* What you are asked to do
Return all lines of the listing below that carry the word "info".

* Material for this exercise
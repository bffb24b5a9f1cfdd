//! Tracing setup for the `medtrack` binary and the core's unit tests.
//!
//! The CLI prints its results (medication lists, schedules, exported row
//! counts) on stdout. Everything emitted through `tracing` goes to stderr,
//! so piping `medtrack calendar` into another tool only carries the table.

use tracing_subscriber::{fmt, prelude::*, EnvFilter};

/// Store mutations and snapshot fallbacks at `info`, the CLI's default
pub fn init() {
    init_with_level("info")
}

/// Install a compact stderr subscriber filtered at `default_level`
///
/// `medtrack --verbose` passes `"debug"` to also show dose upserts and
/// snapshot reads/writes. A `RUST_LOG` value in the environment wins over
/// `default_level`.
pub fn init_with_level(default_level: &str) {
    let filter =
        EnvFilter::try_from_default_env().unwrap_or_else(|_| EnvFilter::new(default_level));

    tracing_subscriber::registry()
        .with(filter)
        .with(fmt::layer().compact().with_writer(std::io::stderr))
        .init();
}

/// Debug-level logs routed through the test harness's captured output
#[cfg(test)]
pub fn init_test() {
    let _ = tracing_subscriber::fmt()
        .with_test_writer()
        .with_env_filter(EnvFilter::new("debug"))
        .try_init();
}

* Answer to this problem
/// Store mutations and snapshot fallbacks at `info`, the CLI's default
    init_with_level("info")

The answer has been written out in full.